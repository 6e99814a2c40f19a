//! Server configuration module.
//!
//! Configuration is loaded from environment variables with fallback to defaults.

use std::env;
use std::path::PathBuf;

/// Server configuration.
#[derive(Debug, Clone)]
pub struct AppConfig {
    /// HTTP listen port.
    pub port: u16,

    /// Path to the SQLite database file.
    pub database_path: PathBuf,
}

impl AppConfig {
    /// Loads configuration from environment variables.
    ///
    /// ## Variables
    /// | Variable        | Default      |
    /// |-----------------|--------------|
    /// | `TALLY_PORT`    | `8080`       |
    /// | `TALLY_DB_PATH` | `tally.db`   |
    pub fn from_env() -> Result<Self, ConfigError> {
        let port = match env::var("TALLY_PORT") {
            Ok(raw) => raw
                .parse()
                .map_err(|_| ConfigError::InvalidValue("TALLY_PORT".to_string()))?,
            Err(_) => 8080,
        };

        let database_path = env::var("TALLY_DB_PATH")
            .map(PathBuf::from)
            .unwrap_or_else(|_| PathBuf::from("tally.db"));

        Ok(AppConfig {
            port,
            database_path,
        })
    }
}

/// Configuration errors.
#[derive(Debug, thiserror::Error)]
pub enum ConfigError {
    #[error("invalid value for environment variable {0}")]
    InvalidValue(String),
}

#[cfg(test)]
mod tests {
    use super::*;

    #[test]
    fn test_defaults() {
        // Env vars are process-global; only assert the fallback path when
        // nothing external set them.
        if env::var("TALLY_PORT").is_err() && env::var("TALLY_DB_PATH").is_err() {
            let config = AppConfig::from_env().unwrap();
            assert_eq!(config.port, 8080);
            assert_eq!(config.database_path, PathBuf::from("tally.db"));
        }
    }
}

• • • • •

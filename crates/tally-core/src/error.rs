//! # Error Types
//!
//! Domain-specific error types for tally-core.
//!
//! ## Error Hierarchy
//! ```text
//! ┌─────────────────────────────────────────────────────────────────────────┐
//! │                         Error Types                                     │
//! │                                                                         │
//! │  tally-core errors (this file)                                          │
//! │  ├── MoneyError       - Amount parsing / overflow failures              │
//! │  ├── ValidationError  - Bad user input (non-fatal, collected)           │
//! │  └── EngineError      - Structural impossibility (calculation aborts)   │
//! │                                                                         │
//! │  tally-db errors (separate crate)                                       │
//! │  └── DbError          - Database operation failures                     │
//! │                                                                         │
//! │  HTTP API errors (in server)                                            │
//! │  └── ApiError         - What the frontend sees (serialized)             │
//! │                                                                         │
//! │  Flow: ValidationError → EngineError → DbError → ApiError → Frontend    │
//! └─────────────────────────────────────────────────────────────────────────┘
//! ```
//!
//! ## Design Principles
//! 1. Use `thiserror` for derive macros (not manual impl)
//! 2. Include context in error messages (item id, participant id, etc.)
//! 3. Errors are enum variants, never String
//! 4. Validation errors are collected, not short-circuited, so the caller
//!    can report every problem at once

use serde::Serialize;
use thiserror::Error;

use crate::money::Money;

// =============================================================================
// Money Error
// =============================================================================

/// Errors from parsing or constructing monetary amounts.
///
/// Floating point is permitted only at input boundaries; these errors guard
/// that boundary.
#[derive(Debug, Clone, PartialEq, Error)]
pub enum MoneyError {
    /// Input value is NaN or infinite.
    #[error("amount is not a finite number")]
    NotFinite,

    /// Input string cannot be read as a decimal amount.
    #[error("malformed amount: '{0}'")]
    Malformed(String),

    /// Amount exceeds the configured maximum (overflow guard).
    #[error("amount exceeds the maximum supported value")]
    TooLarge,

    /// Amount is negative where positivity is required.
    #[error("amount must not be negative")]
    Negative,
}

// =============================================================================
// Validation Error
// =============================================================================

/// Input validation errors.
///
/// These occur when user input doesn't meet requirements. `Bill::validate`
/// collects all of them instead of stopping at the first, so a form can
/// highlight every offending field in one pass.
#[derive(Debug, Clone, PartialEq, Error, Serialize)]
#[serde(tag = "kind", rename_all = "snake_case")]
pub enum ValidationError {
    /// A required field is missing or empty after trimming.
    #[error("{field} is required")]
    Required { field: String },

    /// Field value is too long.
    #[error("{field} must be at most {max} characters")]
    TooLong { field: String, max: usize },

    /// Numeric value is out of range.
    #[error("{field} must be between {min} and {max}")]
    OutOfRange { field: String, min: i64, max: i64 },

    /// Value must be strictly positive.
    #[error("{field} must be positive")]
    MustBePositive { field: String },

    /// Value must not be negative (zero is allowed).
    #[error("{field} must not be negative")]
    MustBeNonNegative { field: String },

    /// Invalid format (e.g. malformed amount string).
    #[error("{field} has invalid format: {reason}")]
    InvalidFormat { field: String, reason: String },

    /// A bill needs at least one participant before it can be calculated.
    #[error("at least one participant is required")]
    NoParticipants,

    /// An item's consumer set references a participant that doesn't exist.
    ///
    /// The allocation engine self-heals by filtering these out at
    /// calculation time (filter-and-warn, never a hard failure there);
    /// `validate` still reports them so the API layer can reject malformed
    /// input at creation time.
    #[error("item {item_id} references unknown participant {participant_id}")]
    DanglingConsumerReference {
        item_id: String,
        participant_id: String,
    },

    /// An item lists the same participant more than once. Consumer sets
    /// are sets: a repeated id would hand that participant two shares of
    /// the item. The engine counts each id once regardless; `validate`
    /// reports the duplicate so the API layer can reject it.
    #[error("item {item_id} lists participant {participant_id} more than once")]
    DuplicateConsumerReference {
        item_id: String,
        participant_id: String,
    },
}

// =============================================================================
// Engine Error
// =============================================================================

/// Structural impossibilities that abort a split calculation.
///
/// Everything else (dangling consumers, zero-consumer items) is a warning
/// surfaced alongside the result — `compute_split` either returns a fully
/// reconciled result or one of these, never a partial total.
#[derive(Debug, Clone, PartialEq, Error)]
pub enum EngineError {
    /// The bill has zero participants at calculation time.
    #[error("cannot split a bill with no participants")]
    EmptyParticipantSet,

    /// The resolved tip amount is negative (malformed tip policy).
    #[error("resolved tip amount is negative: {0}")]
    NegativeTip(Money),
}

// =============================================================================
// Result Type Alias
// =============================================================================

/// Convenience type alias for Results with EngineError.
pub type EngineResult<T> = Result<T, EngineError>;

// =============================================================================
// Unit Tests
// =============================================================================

• • • • •

#### [WHAT TO DO]
In the data above, find the line with "repository 6e99814a2c40f19a" and the line with "value for environment". Retype both, plus every line between them, exactly.

#### [EXERCISE RESULT]
repository 6e99814a2c40f19a
//! Server configuration module.
//!
//! Configuration is loaded from environment variables with fallback to defaults.

use std::env;
use std::path::PathBuf;

/// Server configuration.
#[derive(Debug, Clone)]
pub struct AppConfig {
    /// HTTP listen port.
    pub port: u16,

    /// Path to the SQLite database file.
    pub database_path: PathBuf,
}

impl AppConfig {
    /// Loads configuration from environment variables.
    ///
    /// ## Variables
    /// | Variable        | Default      |
    /// |-----------------|--------------|
    /// | `TALLY_PORT`    | `8080`       |
    /// | `TALLY_DB_PATH` | `tally.db`   |
    pub fn from_env() -> Result<Self, ConfigError> {
        let port = match env::var("TALLY_PORT") {
            Ok(raw) => raw
                .parse()
                .map_err(|_| ConfigError::InvalidValue("TALLY_PORT".to_string()))?,
            Err(_) => 8080,
        };

        let database_path = env::var("TALLY_DB_PATH")
            .map(PathBuf::from)
            .unwrap_or_else(|_| PathBuf::from("tally.db"));

        Ok(AppConfig {
            port,
            database_path,
        })
    }
}

/// Configuration errors.
#[derive(Debug, thiserror::Error)]
pub enum ConfigError {
    #[error("invalid value for environment variable {0}")]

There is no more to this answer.